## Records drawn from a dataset

------------------------

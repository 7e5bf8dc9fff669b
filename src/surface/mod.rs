//! Rendering surfaces the overlay layers draw on.
//!
//! A [`Surface`] is the small drawing API both the particle trail and the ink
//! layer need: resize (which wipes the pixels), clearing, filled circles and
//! stroked segments. Two implementations exist:
//! - [`RasterSurface`] keeps a persistent pixel buffer, used for ink.
//! - [`ShapeSurface`] records egui shapes, used for per-frame layers like the trail.

use egui::{Color32, Pos2, Rect, vec2};

mod raster;
mod shapes;

pub use raster::RasterSurface;
pub use shapes::ShapeSurface;

/// How the ends of a stroked segment are finished
#[derive(Debug, Clone, Copy, PartialEq, Eq, serde::Serialize, serde::Deserialize)]
pub enum LineCap {
    Butt,
    Round,
    Square,
}

impl LineCap {
    /// Returns true if `p` lies inside a segment of half-width `half` ending in this cap.
    pub fn covers(self, p: Pos2, from: Pos2, to: Pos2, half: f32) -> bool {
        let seg = to - from;
        let len_sq = seg.length_sq();
        if len_sq <= f32::EPSILON {
            return match self {
                LineCap::Butt => false,
                LineCap::Round => p.distance(from) <= half,
                LineCap::Square => (p.x - from.x).abs() <= half && (p.y - from.y).abs() <= half,
            };
        }

        let len = len_sq.sqrt();
        let dir = seg / len;
        let rel = p - from;
        let along = rel.dot(dir);
        let across = (rel.x * dir.y - rel.y * dir.x).abs();

        match self {
            LineCap::Butt => (0.0..=len).contains(&along) && across <= half,
            LineCap::Square => (-half..=len + half).contains(&along) && across <= half,
            LineCap::Round => {
                let nearest = dir * along.clamp(0.0, len);
                (rel - nearest).length() <= half
            }
        }
    }
}

/// Style used to stroke a single segment
#[derive(Debug, Clone, Copy, PartialEq)]
pub struct LineStyle {
    pub color: Color32,
    pub width: f32,
    pub cap: LineCap,
}

impl LineStyle {
    pub fn new(color: Color32, width: f32, cap: LineCap) -> Self {
        Self { color, width, cap }
    }

    /// Area a segment with this style can touch
    pub fn bounds(&self, from: Pos2, to: Pos2) -> Rect {
        Rect::from_two_pos(from, to).expand(self.width / 2.0 + 1.0)
    }
}

/// Drawing target for one overlay layer.
///
/// Sizes are in viewport points; a resize always clears the content.
pub trait Surface {
    fn size(&self) -> [usize; 2];

    /// Changes the backing size. Clears all content, even if the size is unchanged.
    fn resize(&mut self, size: [usize; 2]);

    fn clear_rect(&mut self, rect: Rect);

    fn clear(&mut self) {
        let [w, h] = self.size();
        self.clear_rect(Rect::from_min_size(Pos2::ZERO, vec2(w as f32, h as f32)));
    }

    /// Draws a filled circle. A non-positive radius draws nothing.
    fn fill_circle(&mut self, center: Pos2, radius: f32, color: Color32);

    fn stroke_line(&mut self, from: Pos2, to: Pos2, style: &LineStyle);

    fn is_blank(&self) -> bool;
}
use egui::Vec2;

use crate::surface::Surface;

/// Keeps the trail and ink surfaces sized to the viewport.
///
/// Resizing a surface wipes it, so every viewport size change also erases
/// the trail and any ink drawing. That is expected.
#[derive(Debug, Default)]
pub struct ResizeCoordinator {
    last_size: Option<[usize; 2]>,
}

impl ResizeCoordinator {
    pub fn new() -> Self {
        Self::default()
    }

    pub fn last_size(&self) -> Option<[usize; 2]> {
        self.last_size
    }

    /// Resizes both surfaces to `viewport`, clearing them.
    pub fn apply(&mut self, viewport: Vec2, trail: &mut dyn Surface, ink: &mut dyn Surface) {
        let size = to_pixels(viewport);
        log::debug!("Resizing overlay surfaces to {}x{}", size[0], size[1]);
        trail.resize(size);
        ink.resize(size);
        self.last_size = Some(size);
    }

    /// Applies on the first call and whenever the viewport size changed.
    ///
    /// Returns whether the surfaces were resized.
    pub fn observe(&mut self, viewport: Vec2, trail: &mut dyn Surface, ink: &mut dyn Surface) -> bool {
        if self.last_size == Some(to_pixels(viewport)) {
            return false;
        }
        self.apply(viewport, trail, ink);
        true
    }
}

fn to_pixels(viewport: Vec2) -> [usize; 2] {
    [viewport.x.max(0.0).round() as usize, viewport.y.max(0.0).round() as usize]
}
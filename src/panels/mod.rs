mod toolbar;

pub use toolbar::toolbar;
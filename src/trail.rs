use std::collections::VecDeque;

use egui::{Color32, Pos2, Vec2};
use rand::rngs::StdRng;
use rand::{Rng, SeedableRng};

use crate::config::TrailConfig;
use crate::error::OverlayResult;
use crate::surface::Surface;

/// A single decaying point-sprite of the cursor trail
#[derive(Debug, Clone, PartialEq)]
pub struct Particle {
    pub pos: Pos2,
    pub velocity: Vec2,
    pub size: f32,
    pub life: f32,
}

impl Particle {
    pub fn new(pos: Pos2, velocity: Vec2, size: f32) -> Self {
        Self {
            pos,
            velocity,
            size,
            life: 1.0,
        }
    }

    /// Advances one frame: move, then decay life and size.
    pub fn update(&mut self, config: &TrailConfig) {
        self.pos += self.velocity;
        self.life -= config.life_decay;
        if self.size > config.size_floor {
            self.size -= config.size_decay;
        }
    }

    pub fn is_alive(&self) -> bool {
        self.life > 0.0
    }
}

/// Live particle collection behind the cursor trail.
///
/// Oldest particles sit at the front. Once `max_particles` is reached, new
/// spawns evict from the front.
pub struct ParticleTrail {
    particles: VecDeque<Particle>,
    config: TrailConfig,
    rng: StdRng,
    evicted: u64,
}

impl ParticleTrail {
    /// Fails if the config has ranges that can't be sampled.
    pub fn new(config: TrailConfig) -> OverlayResult<Self> {
        Self::with_rng(config, StdRng::from_entropy())
    }

    /// Trail with a deterministic random source
    pub fn with_seed(config: TrailConfig, seed: u64) -> OverlayResult<Self> {
        Self::with_rng(config, StdRng::seed_from_u64(seed))
    }

    fn with_rng(config: TrailConfig, rng: StdRng) -> OverlayResult<Self> {
        config.validate()?;
        Ok(Self {
            particles: VecDeque::with_capacity(config.max_particles.min(1024)),
            config,
            rng,
            evicted: 0,
        })
    }

    pub fn config(&self) -> &TrailConfig {
        &self.config
    }

    /// Spawns one particle with a random velocity and size at `pos`.
    pub fn spawn(&mut self, pos: Pos2) {
        let speed = self.config.max_speed;
        let velocity = Vec2::new(
            self.rng.gen_range(-speed..speed),
            self.rng.gen_range(-speed..speed),
        );
        let size = self.rng.gen_range(self.config.min_size..self.config.max_size);
        self.push(Particle::new(pos, velocity, size));
    }

    /// Adds a particle, evicting the oldest ones if the trail is full.
    pub fn push(&mut self, particle: Particle) {
        while self.particles.len() >= self.config.max_particles.max(1) {
            self.particles.pop_front();
            self.evicted += 1;
            log::trace!("Particle cap reached, evicted oldest ({} total)", self.evicted);
        }
        self.particles.push_back(particle);
    }

    /// Runs one frame: update and draw every live particle, then prune the dead ones.
    pub fn tick(&mut self, surface: &mut dyn Surface) {
        let config = &self.config;
        for particle in self.particles.iter_mut() {
            particle.update(config);
            if particle.is_alive() {
                surface.fill_circle(particle.pos, particle.size, particle_color(config, particle.life));
            }
        }
        self.particles.retain(Particle::is_alive);
    }

    pub fn particles(&self) -> impl Iterator<Item = &Particle> {
        self.particles.iter()
    }

    pub fn len(&self) -> usize {
        self.particles.len()
    }

    pub fn is_empty(&self) -> bool {
        self.particles.is_empty()
    }

    /// Number of particles dropped by the cap since creation
    pub fn evicted(&self) -> u64 {
        self.evicted
    }
}

fn particle_color(config: &TrailConfig, life: f32) -> Color32 {
    let [r, g, b] = config.color;
    let alpha = (life.clamp(0.0, 1.0) * 255.0).round() as u8;
    Color32::from_rgba_unmultiplied(r, g, b, alpha)
}
use egui::{Event, PointerButton, Pos2, TouchPhase};

/// One finger currently on the screen
#[derive(Debug, Clone, Copy, PartialEq)]
pub struct TouchPoint {
    pub id: u64,
    pub pos: Pos2,
}

/// Where a pointer event came from, with its raw coordinates
#[derive(Debug, Clone, PartialEq)]
pub enum PointerSource {
    Mouse(Pos2),
    /// Active touches, oldest first
    Touch(Vec<TouchPoint>),
}

/// Collapses mouse and touch input into a single viewport position.
///
/// Touches use the first active point. An empty touch list yields `None`.
pub fn unify(source: &PointerSource) -> Option<Pos2> {
    match source {
        PointerSource::Mouse(pos) => Some(*pos),
        PointerSource::Touch(touches) => touches.first().map(|t| t.pos),
    }
}

/// Pointer events the overlay layers react to
#[derive(Debug, Clone, PartialEq)]
pub enum InputEvent {
    /// Primary button pressed or a first finger touched down
    PointerDown(PointerSource),
    /// Pointer moved, with or without a button held
    PointerMove(PointerSource),
    /// Primary button released or a finger lifted
    PointerUp,
    /// Pointer left the window; anything in progress ends as if released
    PointerGone,
}

impl InputEvent {
    /// Unified position of this event, if it carries one
    pub fn position(&self) -> Option<Pos2> {
        match self {
            InputEvent::PointerDown(source) | InputEvent::PointerMove(source) => unify(source),
            InputEvent::PointerUp | InputEvent::PointerGone => None,
        }
    }
}

/// Converts raw egui events into [`InputEvent`]s
#[derive(Debug, Default)]
pub struct InputHandler {
    active_touches: Vec<TouchPoint>,
}

impl InputHandler {
    pub fn new() -> Self {
        Self::default()
    }

    pub fn active_touches(&self) -> &[TouchPoint] {
        &self.active_touches
    }

    /// Reads this frame's raw events from egui
    pub fn process_input(&mut self, ctx: &egui::Context) -> Vec<InputEvent> {
        let raw_events = ctx.input(|input| input.events.clone());
        self.process_events(&raw_events)
    }

    pub fn process_events(&mut self, raw_events: &[Event]) -> Vec<InputEvent> {
        let mut events = Vec::new();

        // egui also emits pointer events synthesized from touches; only keep one of the two.
        let has_touch = raw_events.iter().any(|e| matches!(e, Event::Touch { .. }));
        let mouse_allowed = !has_touch && self.active_touches.is_empty();

        for event in raw_events {
            match event {
                Event::Touch { id, phase, pos, .. } => {
                    self.handle_touch(id.0, *phase, *pos, &mut events);
                }
                Event::PointerMoved(pos) if mouse_allowed => {
                    events.push(InputEvent::PointerMove(PointerSource::Mouse(*pos)));
                }
                Event::PointerButton {
                    pos,
                    button: PointerButton::Primary,
                    pressed,
                    ..
                } if mouse_allowed => {
                    events.push(if *pressed {
                        InputEvent::PointerDown(PointerSource::Mouse(*pos))
                    } else {
                        InputEvent::PointerUp
                    });
                }
                Event::PointerGone => events.push(InputEvent::PointerGone),
                _ => {}
            }
        }

        events
    }

    fn handle_touch(&mut self, id: u64, phase: TouchPhase, pos: Pos2, events: &mut Vec<InputEvent>) {
        match phase {
            TouchPhase::Start => {
                self.active_touches.retain(|t| t.id != id);
                self.active_touches.push(TouchPoint { id, pos });
                if self.active_touches.len() == 1 {
                    events.push(InputEvent::PointerDown(PointerSource::Touch(
                        self.active_touches.clone(),
                    )));
                }
            }
            TouchPhase::Move => {
                if let Some(touch) = self.active_touches.iter_mut().find(|t| t.id == id) {
                    touch.pos = pos;
                } else {
                    log::trace!("Move for unknown touch {id}");
                }
                events.push(InputEvent::PointerMove(PointerSource::Touch(
                    self.active_touches.clone(),
                )));
            }
            TouchPhase::End | TouchPhase::Cancel => {
                self.active_touches.retain(|t| t.id != id);
                events.push(InputEvent::PointerUp);
            }
        }
    }
}

#[cfg(test)]
mod tests {
    use super::*;
    use egui::{Modifiers, TouchDeviceId, TouchId, pos2};

    fn touch(id: u64, phase: TouchPhase, pos: Pos2) -> Event {
        Event::Touch {
            device_id: TouchDeviceId(0),
            id: TouchId(id),
            phase,
            pos,
            force: None,
        }
    }

    fn button(pos: Pos2, pressed: bool) -> Event {
        Event::PointerButton {
            pos,
            button: PointerButton::Primary,
            pressed,
            modifiers: Modifiers::default(),
        }
    }

    #[test]
    fn test_unify_mouse() {
        assert_eq!(unify(&PointerSource::Mouse(pos2(3.0, 4.0))), Some(pos2(3.0, 4.0)));
    }

    #[test]
    fn test_unify_uses_first_touch() {
        let touches = vec![
            TouchPoint { id: 1, pos: pos2(1.0, 2.0) },
            TouchPoint { id: 2, pos: pos2(9.0, 9.0) },
        ];
        assert_eq!(unify(&PointerSource::Touch(touches)), Some(pos2(1.0, 2.0)));
    }

    #[test]
    fn test_unify_empty_touch_list() {
        assert_eq!(unify(&PointerSource::Touch(Vec::new())), None);
    }

    #[test]
    fn test_mouse_events() {
        let mut handler = InputHandler::new();
        let events = handler.process_events(&[
            button(pos2(1.0, 1.0), true),
            Event::PointerMoved(pos2(2.0, 2.0)),
            button(pos2(2.0, 2.0), false),
        ]);
        assert_eq!(
            events,
            vec![
                InputEvent::PointerDown(PointerSource::Mouse(pos2(1.0, 1.0))),
                InputEvent::PointerMove(PointerSource::Mouse(pos2(2.0, 2.0))),
                InputEvent::PointerUp,
            ]
        );
    }

    #[test]
    fn test_secondary_button_ignored() {
        let mut handler = InputHandler::new();
        let events = handler.process_events(&[Event::PointerButton {
            pos: pos2(1.0, 1.0),
            button: PointerButton::Secondary,
            pressed: true,
            modifiers: Modifiers::default(),
        }]);
        assert!(events.is_empty());
    }

    #[test]
    fn test_synthesized_pointer_events_are_dropped() {
        let mut handler = InputHandler::new();
        let events = handler.process_events(&[
            touch(7, TouchPhase::Start, pos2(5.0, 5.0)),
            Event::PointerMoved(pos2(5.0, 5.0)),
            button(pos2(5.0, 5.0), true),
        ]);
        assert_eq!(events.len(), 1);
        assert_eq!(events[0].position(), Some(pos2(5.0, 5.0)));

        // Still touching, a lone synthesized move in a later frame is ignored too
        let events = handler.process_events(&[Event::PointerMoved(pos2(6.0, 6.0))]);
        assert!(events.is_empty());
    }

    #[test]
    fn test_touch_lifecycle() {
        let mut handler = InputHandler::new();
        handler.process_events(&[touch(1, TouchPhase::Start, pos2(0.0, 0.0))]);
        let events = handler.process_events(&[touch(1, TouchPhase::Move, pos2(4.0, 3.0))]);
        assert_eq!(events[0].position(), Some(pos2(4.0, 3.0)));

        let events = handler.process_events(&[touch(1, TouchPhase::End, pos2(4.0, 3.0))]);
        assert_eq!(events, vec![InputEvent::PointerUp]);
        assert!(handler.active_touches().is_empty());
    }

    #[test]
    fn test_move_for_unknown_touch_has_no_position() {
        let mut handler = InputHandler::new();
        let events = handler.process_events(&[touch(3, TouchPhase::Move, pos2(4.0, 3.0))]);
        assert_eq!(events.len(), 1);
        assert_eq!(events[0].position(), None);
    }

    #[test]
    fn test_second_finger_does_not_restart() {
        let mut handler = InputHandler::new();
        handler.process_events(&[touch(1, TouchPhase::Start, pos2(0.0, 0.0))]);
        let events = handler.process_events(&[touch(2, TouchPhase::Start, pos2(50.0, 50.0))]);
        assert!(events.is_empty());

        let events = handler.process_events(&[touch(2, TouchPhase::Move, pos2(60.0, 60.0))]);
        assert_eq!(events[0].position(), Some(pos2(0.0, 0.0)));
    }

    #[test]
    fn test_pointer_gone_is_reported() {
        let mut handler = InputHandler::new();
        let events = handler.process_events(&[
            button(pos2(1.0, 1.0), true),
            Event::PointerMoved(pos2(900.0, 2.0)),
            Event::PointerGone,
        ]);
        assert_eq!(events.last(), Some(&InputEvent::PointerGone));
        assert_eq!(events.last().unwrap().position(), None);
    }
}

------------------------

## About this task
The entries above hold the needed span. Transcribe exactly the lines from the one with "change also erases" to the one with "use std::collections::VecDeque;", both included.

## Worked solution
/// Resizing a surface wipes it, so every viewport size change also erases
/// the trail and any ink drawing. That is expected.
#[derive(Debug, Default)]
pub struct ResizeCoordinator {
    last_size: Option<[usize; 2]>,
}

impl ResizeCoordinator {
    pub fn new() -> Self {
        Self::default()
    }

    pub fn last_size(&self) -> Option<[usize; 2]> {
        self.last_size
    }

    /// Resizes both surfaces to `viewport`, clearing them.
    pub fn apply(&mut self, viewport: Vec2, trail: &mut dyn Surface, ink: &mut dyn Surface) {
        let size = to_pixels(viewport);
        log::debug!("Resizing overlay surfaces to {}x{}", size[0], size[1]);
        trail.resize(size);
        ink.resize(size);
        self.last_size = Some(size);
    }

    /// Applies on the first call and whenever the viewport size changed.
    ///
    /// Returns whether the surfaces were resized.
    pub fn observe(&mut self, viewport: Vec2, trail: &mut dyn Surface, ink: &mut dyn Surface) -> bool {
        if self.last_size == Some(to_pixels(viewport)) {
            return false;
        }
        self.apply(viewport, trail, ink);
        true
    }
}

fn to_pixels(viewport: Vec2) -> [usize; 2] {
    [viewport.x.max(0.0).round() as usize, viewport.y.max(0.0).round() as usize]
}
filename src/panels/mod.rs
mod toolbar;

pub use toolbar::toolbar;
filename src/trail.rs
use std::collections::VecDeque;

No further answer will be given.